'''

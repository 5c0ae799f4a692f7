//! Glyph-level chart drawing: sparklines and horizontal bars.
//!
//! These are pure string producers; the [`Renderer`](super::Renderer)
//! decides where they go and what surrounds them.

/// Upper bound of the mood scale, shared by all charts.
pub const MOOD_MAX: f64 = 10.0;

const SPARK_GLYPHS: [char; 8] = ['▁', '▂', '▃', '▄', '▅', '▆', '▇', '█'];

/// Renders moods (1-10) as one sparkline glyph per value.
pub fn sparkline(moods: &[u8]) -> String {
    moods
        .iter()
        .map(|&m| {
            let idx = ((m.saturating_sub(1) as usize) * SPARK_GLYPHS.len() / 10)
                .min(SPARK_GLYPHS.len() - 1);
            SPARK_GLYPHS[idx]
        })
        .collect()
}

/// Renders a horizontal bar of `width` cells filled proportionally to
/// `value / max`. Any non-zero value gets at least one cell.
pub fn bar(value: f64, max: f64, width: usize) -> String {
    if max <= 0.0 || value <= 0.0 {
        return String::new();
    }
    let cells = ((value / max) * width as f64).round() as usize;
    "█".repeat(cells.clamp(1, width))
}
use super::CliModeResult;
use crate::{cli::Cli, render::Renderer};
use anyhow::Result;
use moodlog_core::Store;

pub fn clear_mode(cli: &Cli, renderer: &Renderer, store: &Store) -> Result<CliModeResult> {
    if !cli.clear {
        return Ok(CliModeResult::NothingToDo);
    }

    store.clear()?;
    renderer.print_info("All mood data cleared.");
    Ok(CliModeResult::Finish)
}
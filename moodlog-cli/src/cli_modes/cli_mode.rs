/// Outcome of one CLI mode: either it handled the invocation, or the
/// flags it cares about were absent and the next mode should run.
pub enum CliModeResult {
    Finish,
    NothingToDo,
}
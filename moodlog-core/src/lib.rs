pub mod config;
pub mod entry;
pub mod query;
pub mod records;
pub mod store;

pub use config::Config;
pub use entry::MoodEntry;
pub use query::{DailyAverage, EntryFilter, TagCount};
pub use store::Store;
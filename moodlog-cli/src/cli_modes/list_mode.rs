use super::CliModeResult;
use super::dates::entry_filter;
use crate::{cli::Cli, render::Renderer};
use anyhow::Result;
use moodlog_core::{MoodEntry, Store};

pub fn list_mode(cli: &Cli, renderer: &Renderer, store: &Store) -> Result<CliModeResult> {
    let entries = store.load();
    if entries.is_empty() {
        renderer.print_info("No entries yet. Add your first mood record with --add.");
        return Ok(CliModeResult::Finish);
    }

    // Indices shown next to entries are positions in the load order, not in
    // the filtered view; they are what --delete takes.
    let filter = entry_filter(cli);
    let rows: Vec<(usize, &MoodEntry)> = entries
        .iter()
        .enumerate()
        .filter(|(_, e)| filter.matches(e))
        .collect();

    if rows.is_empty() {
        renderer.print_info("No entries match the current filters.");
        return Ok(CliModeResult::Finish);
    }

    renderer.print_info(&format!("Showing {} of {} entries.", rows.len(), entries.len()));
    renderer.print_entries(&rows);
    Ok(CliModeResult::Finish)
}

'''

Every record, word for word, must be returned.

* Answer space:
repository 5c0ae799f4a692f7
//! Glyph-level chart drawing: sparklines and horizontal bars.
//!
//! These are pure string producers; the [`Renderer`](super::Renderer)
//! decides where they go and what surrounds them.

/// Upper bound of the mood scale, shared by all charts.
pub const MOOD_MAX: f64 = 10.0;

const SPARK_GLYPHS: [char; 8] = ['▁', '▂', '▃', '▄', '▅', '▆', '▇', '█'];

/// Renders moods (1-10) as one sparkline glyph per value.
pub fn sparkline(moods: &[u8]) -> String {
    moods
        .iter()
        .map(|&m| {
            let idx = ((m.saturating_sub(1) as usize) * SPARK_GLYPHS.len() / 10)
                .min(SPARK_GLYPHS.len() - 1);
            SPARK_GLYPHS[idx]
        })
        .collect()
}

/// Renders a horizontal bar of `width` cells filled proportionally to
/// `value / max`. Any non-zero value gets at least one cell.
pub fn bar(value: f64, max: f64, width: usize) -> String {
    if max <= 0.0 || value <= 0.0 {
        return String::new();
    }
    let cells = ((value / max) * width as f64).round() as usize;
    "█".repeat(cells.clamp(1, width))
}
use super::CliModeResult;
use crate::{cli::Cli, render::Renderer};
use anyhow::Result;
use moodlog_core::Store;

pub fn clear_mode(cli: &Cli, renderer: &Renderer, store: &Store) -> Result<CliModeResult> {
    if !cli.clear {
        return Ok(CliModeResult::NothingToDo);
    }

    store.clear()?;
    renderer.print_info("All mood data cleared.");
    Ok(CliModeResult::Finish)
}
filename moodlog-cli/src/cli_modes/cli_mode.rs
/// Outcome of one CLI mode: either it handled the invocation, or the
/// flags it cares about were absent and the next mode should run.
pub enum CliModeResult {
    Finish,
    NothingToDo,
}
filename moodlog-core/src/lib.rs
pub mod config;
pub mod entry;
pub mod query;
pub mod records;
pub mod store;

pub use config::Config;
pub use entry::MoodEntry;
pub use query::{DailyAverage, EntryFilter, TagCount};
pub use store::Store;
filename moodlog-cli/src/cli_modes/list_mode.rs
use super::CliModeResult;
use super::dates::entry_filter;
use crate::{cli::Cli, render::Renderer};
use anyhow::Result;
use moodlog_core::{MoodEntry, Store};

pub fn list_mode(cli: &Cli, renderer: &Renderer, store: &Store) -> Result<CliModeResult> {
    let entries = store.load();
    if entries.is_empty() {
        renderer.print_info("No entries yet. Add your first mood record with --add.");
        return Ok(CliModeResult::Finish);
    }

    // Indices shown next to entries are positions in the load order, not in
    // the filtered view; they are what --delete takes.
    let filter = entry_filter(cli);
    let rows: Vec<(usize, &MoodEntry)> = entries
        .iter()
        .enumerate()
        .filter(|(_, e)| filter.matches(e))
        .collect();

    if rows.is_empty() {
        renderer.print_info("No entries match the current filters.");
        return Ok(CliModeResult::Finish);
    }

    renderer.print_info(&format!("Showing {} of {} entries.", rows.len(), entries.len()));
    renderer.print_entries(&rows);
    Ok(CliModeResult::Finish)
}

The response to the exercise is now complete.